HOW TO COMPLETE THIS TASK: All of the entries are to be restated word for word.

MATERIAL TO PROCESS:
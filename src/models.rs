//! Domain models that mirror the SQLite schema and get passed between the data
//! layer and the three terminal front-ends. They stay plain data holders; the
//! only behaviour here is converting the closed `Field`/`Category` sets to and
//! from the text stored in the database.

use std::fmt;
use std::str::FromStr;

use thiserror::Error;

/// Typed failures raised while turning user or database text into domain
/// values.
#[derive(Debug, Error, PartialEq)]
pub enum InputError {
    #[error("Unknown field: {0}")]
    UnknownField(String),
    #[error("Unknown category: {0}")]
    UnknownCategory(String),
    #[error("{label} must be a valid number")]
    NotANumber { label: &'static str },
    #[error("{label} cannot be negative")]
    Negative { label: &'static str },
}

/// Parse a user-entered amount. Blank input is the caller's concern; here we
/// only care that the text is a finite number.
pub fn parse_amount(raw: &str, label: &'static str) -> Result<f64, InputError> {
    let value = raw
        .trim()
        .parse::<f64>()
        .map_err(|_| InputError::NotANumber { label })?;
    if !value.is_finite() {
        return Err(InputError::NotANumber { label });
    }
    Ok(value)
}

/// Like [`parse_amount`] but rejects values below zero.
pub fn parse_non_negative(raw: &str, label: &'static str) -> Result<f64, InputError> {
    let value = parse_amount(raw, label)?;
    if value < 0.0 {
        Err(InputError::Negative { label })
    } else {
        Ok(value)
    }
}

/// Academic stream a college admits students into.
#[derive(Debug, Clone, Copy, PartialEq, Eq, Default)]
pub enum Field {
    #[default]
    Engineering,
    Medicine,
    Architecture,
}

impl Field {
    pub const ALL: [Field; 3] = [Field::Engineering, Field::Medicine, Field::Architecture];

    pub fn as_str(self) -> &'static str {
        match self {
            Field::Engineering => "Engineering",
            Field::Medicine => "Medicine",
            Field::Architecture => "Architecture",
        }
    }

    /// Step through [`Field::ALL`], wrapping at both ends. Used by selector
    /// widgets that cycle with the arrow keys.
    pub fn cycle(self, offset: isize) -> Self {
        cycle_in(&Self::ALL, self, offset)
    }
}

impl fmt::Display for Field {
    fn fmt(&self, f: &mut fmt::Formatter<'_>) -> fmt::Result {
        f.write_str(self.as_str())
    }
}

impl FromStr for Field {
    type Err = InputError;

    fn from_str(s: &str) -> Result<Self, Self::Err> {
        Self::ALL
            .into_iter()
            .find(|field| field.as_str().eq_ignore_ascii_case(s.trim()))
            .ok_or_else(|| InputError::UnknownField(s.to_string()))
    }
}

/// Admissions reservation class. Cutoffs are recorded per category.
#[derive(Debug, Clone, Copy, PartialEq, Eq, Hash, Default)]
pub enum Category {
    #[default]
    General,
    Obc,
    Sc,
    St,
}

impl Category {
    pub const ALL: [Category; 4] = [Category::General, Category::Obc, Category::Sc, Category::St];

    pub fn as_str(self) -> &'static str {
        match self {
            Category::General => "General",
            Category::Obc => "OBC",
            Category::Sc => "SC",
            Category::St => "ST",
        }
    }

    /// Position inside [`Category::ALL`]; forms keep one input per category in
    /// this order.
    pub fn index(self) -> usize {
        match self {
            Category::General => 0,
            Category::Obc => 1,
            Category::Sc => 2,
            Category::St => 3,
        }
    }

    pub fn cycle(self, offset: isize) -> Self {
        cycle_in(&Self::ALL, self, offset)
    }
}

impl fmt::Display for Category {
    fn fmt(&self, f: &mut fmt::Formatter<'_>) -> fmt::Result {
        f.write_str(self.as_str())
    }
}

impl FromStr for Category {
    type Err = InputError;

    fn from_str(s: &str) -> Result<Self, Self::Err> {
        Self::ALL
            .into_iter()
            .find(|category| category.as_str().eq_ignore_ascii_case(s.trim()))
            .ok_or_else(|| InputError::UnknownCategory(s.to_string()))
    }
}

fn cycle_in<T: Copy + PartialEq>(all: &[T], current: T, offset: isize) -> T {
    let len = all.len() as isize;
    let position = all.iter().position(|item| *item == current).unwrap_or(0) as isize;
    all[(position + offset).rem_euclid(len) as usize]
}

#[derive(Debug, Clone, PartialEq)]
/// A college row as shown in the admin list.
pub struct College {
    /// Primary key; edit and delete flows hand it back to the data layer.
    pub id: i64,
    pub name: String,
    pub location: String,
    pub field: Field,
    pub tuition_fee: f64,
}

/// Editable college attributes, shared by the create and update paths.
#[derive(Debug, Clone, PartialEq)]
pub struct CollegeDetails {
    pub name: String,
    pub location: String,
    pub field: Field,
    pub tuition_fee: f64,
}

/// Cutoff scores for one exam, one optional score per category. Categories
/// left as `None` are simply not written.
#[derive(Debug, Clone, PartialEq, Default)]
pub struct ExamCutoffs {
    pub exam: String,
    pub scores: [Option<f64>; 4],
}

impl ExamCutoffs {
    pub fn new(exam: impl Into<String>) -> Self {
        Self {
            exam: exam.into(),
            scores: [None; 4],
        }
    }

    pub fn with(mut self, category: Category, score: f64) -> Self {
        self.scores[category.index()] = Some(score);
        self
    }

    /// Iterate over the categories that actually carry a score.
    pub fn entries(&self) -> impl Iterator<Item = (Category, f64)> + '_ {
        Category::ALL
            .into_iter()
            .filter_map(|category| self.scores[category.index()].map(|score| (category, score)))
    }
}

#[derive(Debug, Clone, PartialEq)]
/// One stored cutoff, with the exam resolved to its name.
pub struct Cutoff {
    pub college_id: i64,
    pub exam: String,
    pub category: Category,
    pub score: f64,
}

#[derive(Debug, Clone, PartialEq)]
/// A college a student qualifies for, together with the cutoff that matched.
pub struct Recommendation {
    pub name: String,
    pub location: String,
    pub cutoff_score: f64,
    pub field: Field,
    pub tuition_fee: f64,
}

impl Recommendation {
    /// Case-insensitive substring match on name or location, used by the
    /// recommender's live result filter.
    pub fn matches_text(&self, needle: &str) -> bool {
        let needle = needle.trim().to_lowercase();
        needle.is_empty()
            || self.name.to_lowercase().contains(&needle)
            || self.location.to_lowercase().contains(&needle)
    }
}

/// Parameters for a recommendation search.
#[derive(Debug, Clone, PartialEq)]
pub struct RecommendationQuery {
    pub exam: String,
    pub field: Field,
    pub category: Category,
    pub score: f64,
    pub budget: Option<f64>,
}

SOLUTION TO THE EXERCISE:
filename src/models.rs
//! Domain models that mirror the SQLite schema and get passed between the data
//! layer and the three terminal front-ends. They stay plain data holders; the
//! only behaviour here is converting the closed `Field`/`Category` sets to and
//! from the text stored in the database.

use std::fmt;
use std::str::FromStr;

use thiserror::Error;

/// Typed failures raised while turning user or database text into domain
/// values.
#[derive(Debug, Error, PartialEq)]
pub enum InputError {
    #[error("Unknown field: {0}")]
    UnknownField(String),
    #[error("Unknown category: {0}")]
    UnknownCategory(String),
    #[error("{label} must be a valid number")]
    NotANumber { label: &'static str },
    #[error("{label} cannot be negative")]
    Negative { label: &'static str },
}

/// Parse a user-entered amount. Blank input is the caller's concern; here we
/// only care that the text is a finite number.
pub fn parse_amount(raw: &str, label: &'static str) -> Result<f64, InputError> {
    let value = raw
        .trim()
        .parse::<f64>()
        .map_err(|_| InputError::NotANumber { label })?;
    if !value.is_finite() {
        return Err(InputError::NotANumber { label });
    }
    Ok(value)
}

/// Like [`parse_amount`] but rejects values below zero.
pub fn parse_non_negative(raw: &str, label: &'static str) -> Result<f64, InputError> {
    let value = parse_amount(raw, label)?;
    if value < 0.0 {
        Err(InputError::Negative { label })
    } else {
        Ok(value)
    }
}

/// Academic stream a college admits students into.
#[derive(Debug, Clone, Copy, PartialEq, Eq, Default)]
pub enum Field {
    #[default]
    Engineering,
    Medicine,
    Architecture,
}

impl Field {
    pub const ALL: [Field; 3] = [Field::Engineering, Field::Medicine, Field::Architecture];

    pub fn as_str(self) -> &'static str {
        match self {
            Field::Engineering => "Engineering",
            Field::Medicine => "Medicine",
            Field::Architecture => "Architecture",
        }
    }

    /// Step through [`Field::ALL`], wrapping at both ends. Used by selector
    /// widgets that cycle with the arrow keys.
    pub fn cycle(self, offset: isize) -> Self {
        cycle_in(&Self::ALL, self, offset)
    }
}

impl fmt::Display for Field {
    fn fmt(&self, f: &mut fmt::Formatter<'_>) -> fmt::Result {
        f.write_str(self.as_str())
    }
}

impl FromStr for Field {
    type Err = InputError;

    fn from_str(s: &str) -> Result<Self, Self::Err> {
        Self::ALL
            .into_iter()
            .find(|field| field.as_str().eq_ignore_ascii_case(s.trim()))
            .ok_or_else(|| InputError::UnknownField(s.to_string()))
    }
}

/// Admissions reservation class. Cutoffs are recorded per category.
#[derive(Debug, Clone, Copy, PartialEq, Eq, Hash, Default)]
pub enum Category {
    #[default]
    General,
    Obc,
    Sc,
    St,
}

impl Category {
    pub const ALL: [Category; 4] = [Category::General, Category::Obc, Category::Sc, Category::St];

    pub fn as_str(self) -> &'static str {
        match self {
            Category::General => "General",
            Category::Obc => "OBC",
            Category::Sc => "SC",
            Category::St => "ST",
        }
    }

    /// Position inside [`Category::ALL`]; forms keep one input per category in
    /// this order.
    pub fn index(self) -> usize {
        match self {
            Category::General => 0,
            Category::Obc => 1,
            Category::Sc => 2,
            Category::St => 3,
        }
    }

    pub fn cycle(self, offset: isize) -> Self {
        cycle_in(&Self::ALL, self, offset)
    }
}

impl fmt::Display for Category {
    fn fmt(&self, f: &mut fmt::Formatter<'_>) -> fmt::Result {
        f.write_str(self.as_str())
    }
}

impl FromStr for Category {
    type Err = InputError;

    fn from_str(s: &str) -> Result<Self, Self::Err> {
        Self::ALL
            .into_iter()
            .find(|category| category.as_str().eq_ignore_ascii_case(s.trim()))
            .ok_or_else(|| InputError::UnknownCategory(s.to_string()))
    }
}

fn cycle_in<T: Copy + PartialEq>(all: &[T], current: T, offset: isize) -> T {
    let len = all.len() as isize;
    let position = all.iter().position(|item| *item == current).unwrap_or(0) as isize;
    all[(position + offset).rem_euclid(len) as usize]
}

#[derive(Debug, Clone, PartialEq)]
/// A college row as shown in the admin list.
pub struct College {
    /// Primary key; edit and delete flows hand it back to the data layer.
    pub id: i64,
    pub name: String,
    pub location: String,
    pub field: Field,
    pub tuition_fee: f64,
}

/// Editable college attributes, shared by the create and update paths.
#[derive(Debug, Clone, PartialEq)]
pub struct CollegeDetails {
    pub name: String,
    pub location: String,
    pub field: Field,
    pub tuition_fee: f64,
}

/// Cutoff scores for one exam, one optional score per category. Categories
/// left as `None` are simply not written.
#[derive(Debug, Clone, PartialEq, Default)]
pub struct ExamCutoffs {
    pub exam: String,
    pub scores: [Option<f64>; 4],
}

impl ExamCutoffs {
    pub fn new(exam: impl Into<String>) -> Self {
        Self {
            exam: exam.into(),
            scores: [None; 4],
        }
    }

    pub fn with(mut self, category: Category, score: f64) -> Self {
        self.scores[category.index()] = Some(score);
        self
    }

    /// Iterate over the categories that actually carry a score.
    pub fn entries(&self) -> impl Iterator<Item = (Category, f64)> + '_ {
        Category::ALL
            .into_iter()
            .filter_map(|category| self.scores[category.index()].map(|score| (category, score)))
    }
}

#[derive(Debug, Clone, PartialEq)]
/// One stored cutoff, with the exam resolved to its name.
pub struct Cutoff {
    pub college_id: i64,
    pub exam: String,
    pub category: Category,
    pub score: f64,
}

#[derive(Debug, Clone, PartialEq)]
/// A college a student qualifies for, together with the cutoff that matched.
pub struct Recommendation {
    pub name: String,
    pub location: String,
    pub cutoff_score: f64,
    pub field: Field,
    pub tuition_fee: f64,
}

impl Recommendation {
    /// Case-insensitive substring match on name or location, used by the
    /// recommender's live result filter.
    pub fn matches_text(&self, needle: &str) -> bool {
        let needle = needle.trim().to_lowercase();
        needle.is_empty()
            || self.name.to_lowercase().contains(&needle)
            || self.location.to_lowercase().contains(&needle)
    }
}

/// Parameters for a recommendation search.
#[derive(Debug, Clone, PartialEq)]
pub struct RecommendationQuery {
    pub exam: String,
    pub field: Field,
    pub category: Category,
    pub score: f64,
    pub budget: Option<f64>,
}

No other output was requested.